Pourquoi ? Aymeric, joué par le formidable Karim Leklou, est un homme doux, avec quelque chose de l’édredon dans sa façon d’encaisser les coups de la vie.
Cet homme gentil, au caractère un peu passif, après une bêtise de jeunesse, qui l’enverra en prison pour un cambriolage auquel il a modestement participé, se révélera honnête et courageux en refusant de dénoncer ses complices. On devine qu’il a payé pour eux !
Sorti de prison, de petits boulots en petit boulots, de boites en bals, la vie va, sans histoire, ni attraits particuliers, dans ce coin aux apparences paisibles du Jura profond, jusqu’au jours où Aymeric rencontrera Florence, une ancienne collègue à la sortie d’un dancing. Florence est une femme de caractère, enceinte jusqu’aux yeux d’un homme sans caractère, marié, père de deux enfants, un amant de passage, fuyant ! Florence garde l’enfant, il s’appellera Jim, comme dans la chanson de Souchon  ! Aymeric, tombe amoureux de Florence et découvre avec Jim, les joies inattendues de la paternité ! Aymeric devient le père de Jim et Jim sera le fils d’Aymeric !

Le roman de Jim, d’Arnaud et Jean-Marie Larrieu Photo Guy Ferrandis SBS Productions

La confiance, l’amour et l’engagement, plus qu’un acte à la mairie, signent la paternité d’Aymeric !

Mais, quelques années plus tard…l’amant disparu après la mort accidentelle de sa femme et de ses enfants, réapparait ! L’amant redevient l’amant, et le père adoptif à coups de mensonges monstrueux et destructeurs, sera écarté par la mère !

Sa soif de liberté qui est toujours sympathique et en rien illégitime, semble la dédouaner de sa responsabilité vis-à-vis de son fils.

La liberté à un prix…mais c’est le fils qui paiera la note !

Le roman de Jim, d’Arnaud et Jean-Marie Larrieu Photo Guy Ferrandis SBS Productions

Ce n’est pas dans la tendresse échangée entre Jim et Aymeric que tu sens la puissance du lien entre le père et le fils, mais bien dans la détresse de la séparation provoquée à coups de mensonges par la mère…

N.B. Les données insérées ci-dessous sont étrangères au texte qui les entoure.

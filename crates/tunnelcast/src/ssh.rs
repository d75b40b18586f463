//! Deploy-key unlocking for the publication step.
//!
//! Instead of exporting agent variables into the launcher's own environment,
//! the result is a [`GitAuth`] value whose variables are passed to every git
//! invocation explicitly.

use std::path::Path;

use tracing::{debug, info, warn};
use tunnelcast_core::config::SshConfig;

use crate::cmd::try_cmd;

/// Environment handed to git so it authenticates with the deploy key.
#[derive(Debug, Clone, Default, PartialEq, Eq)]
pub struct GitAuth {
    envs: Vec<(String, String)>,
    /// Agent started for this run, stopped by [`GitAuth::stop_agent`].
    agent: Option<AgentEnv>,
}

impl GitAuth {
    /// Git uses whatever credentials it finds on its own.
    pub fn ambient() -> Self {
        Self::default()
    }

    pub fn envs(&self) -> &[(String, String)] {
        &self.envs
    }

    fn with_key(key: &Path) -> Self {
        Self {
            envs: vec![("GIT_SSH_COMMAND".to_string(), ssh_command(key))],
            agent: None,
        }
    }

    fn attach_agent(&mut self, agent: AgentEnv) {
        self.envs.extend(agent.envs());
        self.agent = Some(agent);
    }

    /// Kill the agent started by [`unlock_key`], if any. The key is only
    /// needed for the publication step.
    pub async fn stop_agent(&self) {
        let Some(agent) = &self.agent else {
            return;
        };
        match try_cmd("ssh-agent", &["-k"], None, &agent.envs()).await {
            Ok(out) if out.success => debug!(agent_pid = %agent.pid, "ssh-agent stopped"),
            Ok(out) => warn!(agent_pid = %agent.pid, stderr = %out.stderr, "ssh-agent -k failed"),
            Err(e) => warn!(agent_pid = %agent.pid, error = %e, "failed to stop ssh-agent"),
        }
    }
}

fn ssh_command(key: &Path) -> String {
    let quoted = key.display().to_string().replace('\'', r"'\''");
    format!("ssh -i '{quoted}' -o IdentitiesOnly=yes -o StrictHostKeyChecking=accept-new")
}

/// Variables printed by `ssh-agent -s`.
#[derive(Debug, Clone, PartialEq, Eq)]
pub struct AgentEnv {
    pub auth_sock: String,
    pub pid: String,
}

impl AgentEnv {
    fn envs(&self) -> Vec<(String, String)> {
        vec![
            ("SSH_AUTH_SOCK".to_string(), self.auth_sock.clone()),
            ("SSH_AGENT_PID".to_string(), self.pid.clone()),
        ]
    }
}

/// Parse the Bourne-shell output of `ssh-agent -s`:
///
/// ```text
/// SSH_AUTH_SOCK=/tmp/ssh-XXXX/agent.123; export SSH_AUTH_SOCK;
/// SSH_AGENT_PID=124; export SSH_AGENT_PID;
/// ```
pub fn parse_agent_output(text: &str) -> Option<AgentEnv> {
    let mut auth_sock = None;
    let mut pid = None;
    for statement in text.split([';', '\n']) {
        if let Some((key, value)) = statement.trim().split_once('=') {
            match key {
                "SSH_AUTH_SOCK" => auth_sock = Some(value.to_string()),
                "SSH_AGENT_PID" => pid = Some(value.to_string()),
                _ => {}
            }
        }
    }
    Some(AgentEnv {
        auth_sock: auth_sock?,
        pid: pid?,
    })
}

/// Prepare git authentication from the configured deploy key.
///
/// A passphrase-protected key is loaded into a fresh `ssh-agent`. Every
/// failure degrades to fewer credentials; publication then fails (and is
/// logged) at push time rather than aborting the launch.
pub async fn unlock_key(config: &SshConfig) -> GitAuth {
    let Some(key) = config.key_path() else {
        info!("no deploy key configured; git uses its default credentials");
        return GitAuth::ambient();
    };
    if !key.exists() {
        warn!(key = %key.display(), "deploy key not found; git uses its default credentials");
        return GitAuth::ambient();
    }

    let mut auth = GitAuth::with_key(&key);
    let passphrase = match config.passphrase() {
        Ok(Some(pass)) => pass,
        Ok(None) => {
            debug!(key = %key.display(), "deploy key has no passphrase configured");
            return auth;
        }
        Err(e) => {
            warn!(error = %e, "cannot read deploy key passphrase; using key without agent");
            return auth;
        }
    };

    let agent = match start_agent().await {
        Ok(agent) => agent,
        Err(e) => {
            warn!(error = %e, "failed to start ssh-agent");
            return auth;
        }
    };
    match add_key(&key, &passphrase, &agent).await {
        Ok(()) => info!(key = %key.display(), agent_pid = %agent.pid, "deploy key unlocked"),
        Err(e) => warn!(key = %key.display(), error = %e, "failed to add deploy key to ssh-agent"),
    }
    auth.attach_agent(agent);
    auth
}

async fn start_agent() -> anyhow::Result<AgentEnv> {
    let out = try_cmd("ssh-agent", &["-s"], None, &[]).await?;
    if !out.success {
        anyhow::bail!("ssh-agent exited with failure: {}", out.stderr);
    }
    parse_agent_output(&out.stdout)
        .ok_or_else(|| anyhow::anyhow!("unexpected ssh-agent output: {}", out.stdout))
}

#[cfg(unix)]
async fn add_key(key: &Path, passphrase: &str, agent: &AgentEnv) -> anyhow::Result<()> {
    use std::io::Write;
    use std::os::unix::fs::PermissionsExt;

    use anyhow::Context;

    // ssh-add reads the passphrase from SSH_ASKPASS when it has no terminal.
    let mut helper = tempfile::Builder::new()
        .prefix("tunnelcast-askpass-")
        .tempfile()
        .context("failed to create askpass helper")?;
    helper.write_all(b"#!/bin/sh\nprintf '%s\\n' \"$TUNNELCAST_ASKPASS\"\n")?;
    helper
        .as_file()
        .set_permissions(std::fs::Permissions::from_mode(0o700))?;
    let helper = helper.into_temp_path();

    let mut envs = agent.envs();
    envs.extend([
        ("SSH_ASKPASS".to_string(), helper.display().to_string()),
        ("SSH_ASKPASS_REQUIRE".to_string(), "force".to_string()),
        ("DISPLAY".to_string(), ":0".to_string()),
        ("TUNNELCAST_ASKPASS".to_string(), passphrase.to_string()),
    ]);
    let key_arg = key.display().to_string();
    let out = try_cmd("ssh-add", &[key_arg.as_str()], None, &envs).await?;
    if !out.success {
        anyhow::bail!("ssh-add failed: {}", out.stderr);
    }
    Ok(())
}

#[cfg(not(unix))]
async fn add_key(_key: &Path, _passphrase: &str, _agent: &AgentEnv) -> anyhow::Result<()> {
    anyhow::bail!("passphrase-protected deploy keys are only supported on unix")
}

Il y a une scène d’escalade extraordinaire, qui dit tout de la douleur d’un fils ayant vécu l’abandon supposé d’un père aimé. C’est là que les frères Larrieu au-delà de l’histoire, posent les bonnes questions…sans y apporter de réponses évidemment !

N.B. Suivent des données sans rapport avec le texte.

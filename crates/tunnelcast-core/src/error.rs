//! Error types for the `tunnelcast` core library.

use thiserror::Error;

/// Result type alias using the core [`Error`].
pub type Result<T> = std::result::Result<T, Error>;

/// Core error types for `tunnelcast` operations.
#[derive(Debug, Error)]
pub enum Error {
    /// Configuration error
    #[error("Configuration error: {0}")]
    Config(String),

    /// The site asset has no line the publisher can rewrite
    #[error("Asset error: {0}")]
    Asset(String),

    /// Tracing subscriber could not be installed
    #[error("Logging setup failed: {0}")]
    Logging(String),

    /// TOML deserialization error
    #[error("TOML error: {0}")]
    Toml(#[from] toml::de::Error),

    /// I/O error
    #[error("I/O error: {0}")]
    Io(#[from] std::io::Error),
}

Le père tient sa légitimité, par la qualité du lien qu’il créer avec l’enfant bien sur, mais aussi par le discours de la mère sur lui… La mère fait aussi le père !

Même si ce n’est pas son propos, ce film singulier nous interroge dans ses marges sur ce que signifie être père !

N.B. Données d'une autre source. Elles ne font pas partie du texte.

//! `tunnelcast`
//!
//! Launches the dashboard, publishes it through a cloudflared tunnel and
//! exits with the dashboard's exit code.

use std::path::PathBuf;

use clap::Parser;
use tracing::{debug, info};

use tunnelcast::runner;
use tunnelcast_core::config::{ENV_KEYS, LaunchConfig, load_config};
use tunnelcast_core::tracing_init::init_tracing;

#[derive(Parser, Debug)]
#[command(name = "tunnelcast")]
#[command(version, about = "Publish a local dashboard through a cloudflared tunnel")]
struct Args {
    /// TOML configuration file
    #[arg(long, env = "TUNNELCAST_CONFIG")]
    config: Option<PathBuf>,

    /// Local dashboard port
    #[arg(long)]
    port: Option<u16>,

    /// Log level filter (e.g. "info", "debug", "warn")
    #[arg(long)]
    log_level: Option<String>,

    /// Output logs as JSON
    #[arg(long)]
    log_json: bool,

    /// Append logs to this file in addition to stderr
    #[arg(long)]
    log_file: Option<PathBuf>,

    /// Dashboard command, overriding the configured one
    #[arg(last = true)]
    command: Vec<String>,
}

impl Args {
    fn apply(self, config: &mut LaunchConfig) {
        if let Some(port) = self.port {
            config.dashboard.port = port;
        }
        if let Some(level) = self.log_level {
            config.log.level = level;
        }
        if self.log_json {
            config.log.json = true;
        }
        if let Some(file) = self.log_file {
            config.log.file = Some(file);
        }
        if !self.command.is_empty() {
            config.dashboard.command = self.command;
        }
    }
}

#[tokio::main]
async fn main() -> anyhow::Result<()> {
    let args = Args::parse();

    let mut config = load_config(args.config.as_deref())?;
    args.apply(&mut config);
    config.validate()?;

    let level = &config.log.level;
    init_tracing(
        &format!("tunnelcast={level},tunnelcast_core={level}"),
        config.log.json,
        config.log.file.as_deref(),
    )?;

    info!(
        version = env!("CARGO_PKG_VERSION"),
        port = config.dashboard.port,
        command = ?config.dashboard.command,
        site_repo = ?config.publish.repo,
        "tunnelcast starting"
    );
    let overridden: Vec<&str> = ENV_KEYS
        .iter()
        .copied()
        .filter(|key| std::env::var_os(key).is_some())
        .collect();
    debug!(?overridden, "environment overrides present");

    let code = runner::run(config).await?;
    info!(code, "tunnelcast exiting");
    std::process::exit(code);
}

 Cette question inévitable, une fois dépassée les clichés simplistes et toujours pénibles sur l’éducation des enfants, nous taraude.
Tant de choses nous échappent !

Pour une fois les affiches n’ont font pas des tonnes dans le superlatif …

Le roman de Jim, d’Arnaud et Jean-Marie Larrieu Photo Guy Ferrandis SBS Productions

Le roman de Jim est un film assez bouleversant porté par un acteur formidable, Karim Leklou.

Son jeu me fait dire que les hommes aux formes arrondies, en léger surpoids, au regard lourd, laissant passer une forme de naïveté poétique et charmante qui en dit long sur la profondeur de leurs pensées complexes, inspirent spontanément confiance…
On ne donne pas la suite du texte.